Maude was a sixty-year-old child star. She wore a good quality purple day suit that was faded and mended and carefully pressed. Her hatless hair was an unmoving permanent wave dyed black- est black but she hadn’t had time for the beauty parlour recently. Her roots were so white and bright they shone like stars in a black sky. Heavy face powder nestled in the wrinkles and folds of her face except for the tracks of hastily dabbed away tears on each cheek.

Maude had been weeping while she waited and she didn’t seem the type for it.
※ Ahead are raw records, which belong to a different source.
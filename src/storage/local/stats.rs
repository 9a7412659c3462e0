//! Column Stats Accumulator: running min/max/null-count per staged column.
//!
//! Updated synchronously on every `Append`; consumed by the flush path to
//! hand the base table's planner fresh statistics without a separate scan.

use crate::types::Value;
use std::cmp::Ordering;

#[derive(Debug, Clone, Default)]
pub struct ColumnStats {
    min: Option<Value>,
    max: Option<Value>,
    null_count: u64,
}

impl ColumnStats {
    pub fn new() -> Self {
        Self::default()
    }

    pub fn observe(&mut self, value: &Value) {
        if matches!(value, Value::Null) {
            self.null_count += 1;
            return;
        }

        if self.min.as_ref().and_then(|m| value.partial_cmp(m)) != Some(Ordering::Greater) {
            self.min = Some(value.clone());
        }
        if self.max.as_ref().and_then(|m| value.partial_cmp(m)) != Some(Ordering::Less) {
            self.max = Some(value.clone());
        }
    }

    pub fn min(&self) -> Option<&Value> {
        self.min.as_ref()
    }

    pub fn max(&self) -> Option<&Value> {
        self.max.as_ref()
    }

    pub fn null_count(&self) -> u64 {
        self.null_count
    }
}

/// One `ColumnStats` per staged column, indexed by column position.
#[derive(Debug, Clone)]
pub struct ColumnStatsAccumulator {
    columns: Vec<ColumnStats>,
}

impl ColumnStatsAccumulator {
    pub fn new(num_columns: usize) -> Self {
        Self {
            columns: vec![ColumnStats::new(); num_columns],
        }
    }

    pub fn observe_row(&mut self, row: &[Value]) {
        for (stats, value) in self.columns.iter_mut().zip(row) {
            stats.observe(value);
        }
    }

    pub fn column(&self, position: usize) -> &ColumnStats {
        &self.columns[position]
    }

    /// A new column has no history; append a fresh accumulator for it.
    pub fn add_column(&mut self) {
        self.columns.push(ColumnStats::new());
    }
}
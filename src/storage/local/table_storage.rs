//! Local Table Storage: one (transaction, table) pair's staged writes.
//!
//! Owns the row group collection, the shadow index set, and column stats
//! for a single base table within one transaction. Constructed lazily on
//! the table's first `Append` (see [`super::local_storage::LocalStorage`]).

use crate::error::{Result, StorageError};
use crate::storage::base_table::BaseTable;
use crate::storage::local::index_set::LocalIndexSet;
use crate::storage::local::row_group::{ParallelScanState, RowGroupCollection};
use crate::storage::local::stats::ColumnStatsAccumulator;
use crate::types::{Row, RowId, Value, MAX_ROW_ID};
use std::sync::Arc;

pub struct LocalTableStorage {
    table: Arc<BaseTable>,
    rows: RowGroupCollection,
    indexes: LocalIndexSet,
    stats: ColumnStatsAccumulator,
    deleted_rows: u64,
}

impl LocalTableStorage {
    pub fn new(table: Arc<BaseTable>) -> Self {
        let num_columns = table.schema().column_count();
        let indexes = LocalIndexSet::for_table(&table);
        Self {
            table,
            rows: RowGroupCollection::new(),
            indexes,
            stats: ColumnStatsAccumulator::new(num_columns),
            deleted_rows: 0,
        }
    }

    pub fn table(&self) -> &Arc<BaseTable> {
        &self.table
    }

    pub fn total_rows(&self) -> u64 {
        self.rows.total_rows()
    }

    pub fn deleted_rows(&self) -> u64 {
        self.deleted_rows
    }

    /// `total_rows - deleted_rows`: what a flush will actually install.
    pub fn added_rows(&self) -> u64 {
        self.rows.total_rows() - self.deleted_rows
    }

    pub fn append(&mut self, batch: &[Row]) -> Result<()> {
        if batch.is_empty() {
            return Ok(());
        }
        let base_id = self.rows.next_local_id();
        if !self.indexes.try_append(batch, base_id)? {
            return Err(StorageError::Constraint(self.table.name().to_string()));
        }
        self.rows.append(batch);
        for row in batch {
            self.stats.observe_row(row);
        }
        Ok(())
    }

    pub fn scan(&self) -> Vec<(RowId, Row)> {
        self.rows.scan_live()
    }

    pub fn initialize_parallel_scan(&self) -> ParallelScanState {
        ParallelScanState::new(&self.rows)
    }

    /// `NextParallelScan`'s yield: the live rows of the row group at `idx`,
    /// as claimed from a [`ParallelScanState`] returned by
    /// [`Self::initialize_parallel_scan`].
    pub fn scan_group(&self, idx: usize) -> Vec<(RowId, Row)> {
        self.rows.group_live_rows(idx)
    }

    /// Rows whose keys were actually installed, chunked by row group, in
    /// append order, with deleted rows already filtered out.
    pub fn live_chunks(&self) -> Vec<Vec<Row>> {
        self.rows.live_chunks()
    }

    pub fn delete_local(&mut self, row_id: RowId) -> Result<()> {
        if row_id < MAX_ROW_ID {
            return Err(StorageError::InvalidData(format!(
                "row {} is not a staged row",
                row_id
            )));
        }
        if self.rows.is_deleted(row_id) {
            return Ok(());
        }
        let row = self
            .rows
            .row(row_id)
            .cloned()
            .ok_or_else(|| StorageError::InvalidData(format!("staged row {} not found", row_id)))?;
        self.indexes.remove(&row, row_id)?;
        self.rows.mark_deleted(row_id);
        self.deleted_rows += 1;
        Ok(())
    }

    pub fn update_local(&mut self, row_id: RowId, column_ids: &[usize], values: &[Value]) -> Result<()> {
        if row_id < MAX_ROW_ID {
            return Err(StorageError::InvalidData(format!(
                "row {} is not a staged row",
                row_id
            )));
        }
        let old_row = self
            .rows
            .row(row_id)
            .cloned()
            .ok_or_else(|| StorageError::InvalidData(format!("staged row {} not found", row_id)))?;

        let mut new_row = old_row.clone();
        for (&col, value) in column_ids.iter().zip(values) {
            new_row[col] = value.clone();
        }

        if !self.indexes.replace(&old_row, &new_row, row_id)? {
            return Err(StorageError::Constraint(self.table.name().to_string()));
        }

        *self.rows.row_mut(row_id).expect("checked above") = new_row;
        Ok(())
    }

    pub fn estimated_size(&self, row_byte_size: usize) -> usize {
        self.added_rows() as usize * row_byte_size
    }

    /// Re-materialize staging under a schema with one extra column,
    /// filling it with `default` on every staged row.
    pub fn add_column(&mut self, default: Value) {
        self.rows.add_column(default);
        self.stats.add_column();
    }

    /// Apply a type cast to `column` across all staged rows. Fails
    /// without mutating anything if any current value doesn't cast.
    pub fn change_type(&mut self, column: usize, caster: impl Fn(&Value) -> Result<Value>) -> Result<()> {
        self.rows.cast_column(column, caster)
    }
}

#[cfg(test)]
mod tests {
    use super::*;
    use crate::types::{ColumnDef, ColumnType, IndexDef, TableSchema};

    fn table() -> Arc<BaseTable> {
        let mut schema = TableSchema::new(
            "t".into(),
            vec![ColumnDef::new("a".into(), ColumnType::Integer, 0)],
        );
        schema.add_index(IndexDef::unique("t_a_idx".into(), "t".into(), vec!["a".into()]));
        Arc::new(BaseTable::new(schema))
    }

    #[test]
    fn append_then_scan_yields_appended_rows() {
        let mut local = LocalTableStorage::new(table());
        local
            .append(&[vec![Value::Integer(1)], vec![Value::Integer(2)], vec![Value::Integer(3)]])
            .unwrap();

        let scanned: Vec<Value> = local.scan().into_iter().map(|(_, r)| r[0].clone()).collect();
        assert_eq!(scanned, vec![Value::Integer(1), Value::Integer(2), Value::Integer(3)]);
        assert_eq!(local.added_rows(), 3);
    }

    #[test]
    fn intra_transaction_duplicate_is_rejected_but_state_unchanged() {
        let mut local = LocalTableStorage::new(table());
        local.append(&[vec![Value::Integer(1)], vec![Value::Integer(2)]]).unwrap();
        assert!(local.append(&[vec![Value::Integer(2)]]).is_err());
        assert_eq!(local.total_rows(), 2);

        local.append(&[vec![Value::Integer(3)]]).unwrap();
        assert_eq!(local.total_rows(), 3);
    }

    #[test]
    fn delete_staged_row_updates_added_rows() {
        let mut local = LocalTableStorage::new(table());
        local
            .append(&[vec![Value::Integer(1)], vec![Value::Integer(2)], vec![Value::Integer(3)]])
            .unwrap();
        let to_delete = local.scan()[1].0;
        local.delete_local(to_delete).unwrap();
        assert_eq!(local.added_rows(), 2);
    }

    #[test]
    fn parallel_scan_claims_yield_every_staged_row() {
        let mut local = LocalTableStorage::new(table());
        local
            .append(&[vec![Value::Integer(1)], vec![Value::Integer(2)], vec![Value::Integer(3)]])
            .unwrap();

        let scan = local.initialize_parallel_scan();
        let mut collected = Vec::new();
        while let Some(idx) = scan.claim_next() {
            collected.extend(local.scan_group(idx));
        }
        assert_eq!(collected.len(), 3);
    }

    #[test]
    fn size_estimate_scales_with_added_rows() {
        let mut local = LocalTableStorage::new(table());
        let batch: Vec<Row> = (0..100).map(|i| vec![Value::Integer(i)]).collect();
        local.append(&batch).unwrap();
        assert_eq!(local.estimated_size(16), 1600);

        for i in 0..40 {
            let id = local.scan()[i].0;
            local.delete_local(id).unwrap();
        }
        assert_eq!(local.estimated_size(16), 60 * 16);
    }
}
In my office, trembling and trying to hide it, she explained that her man had disappeared. Either Pasco Pete had taken off with a new sweetie or else he must have died because that ol’ rascal had no place else to go. The way she fussed with her handkerchief told me how dearly she hoped he’d run out on her. When she admitted that he might be dead her hands stilled and lay on her knees like dead birds. I don’t think she really wanted to know where he was but she had to find out for the insurance company. Maude owed all sorts of money. Her house was falling down and she needed the cash to move on. If it hadn’t been for that she’d have taken it on the chin like a big girl and allowed herself the luxury of hoping that he’d come back one day. But she needed to know. If he was alive she’d get nothing. If he wasn’t she’d get a pay-out. She said it was all the same to her but her bloodshot eyes gave away that she hoped Pasco was alive, laughing at her in a bar somewhere with his new floozy. I don’t think she’d slept for a week.

I warned Maude fair and square: I can only find the truth. She said okay to that. That was what she agreed to. I made it clear what I did.

She gave me a cheque she could ill afford and told me what she knew.

Pasco Pete was an extra in western movies.

He’d last been seen leaving a film set out in Idle Valley but he didn’t make it home and she hadn’t seen him since. The next day he was spotted heading north on Alameda, in a banged-up Model T, being driven by a big blonde half his age, a busty girl with a badly mended cleft lip, and they were both as drunk as monkeys at a rum convention. According to Black Jack Beau, the fellow cowpoke-turned-actor who saw them, they were cracking up, the girl laughing so hard she swerved the car halfway across the midline and nearly hit a truck. Drunk and laughing and driving fast with a blousy girl. Pasco was having a good day.

But when Maude showed me Pasco’s photograph I knew Black Jack Beau was lying.

Pasco Pete had ten years on Maude and a nose as big as a shoe. He was five feet two in his stocking feet and he wasn’t just broke, he looked broke. All he had left in the world was three teeth, his own boots and a sweat-stained hat full of sass. The story would have made more sense if the busty girl had been crying.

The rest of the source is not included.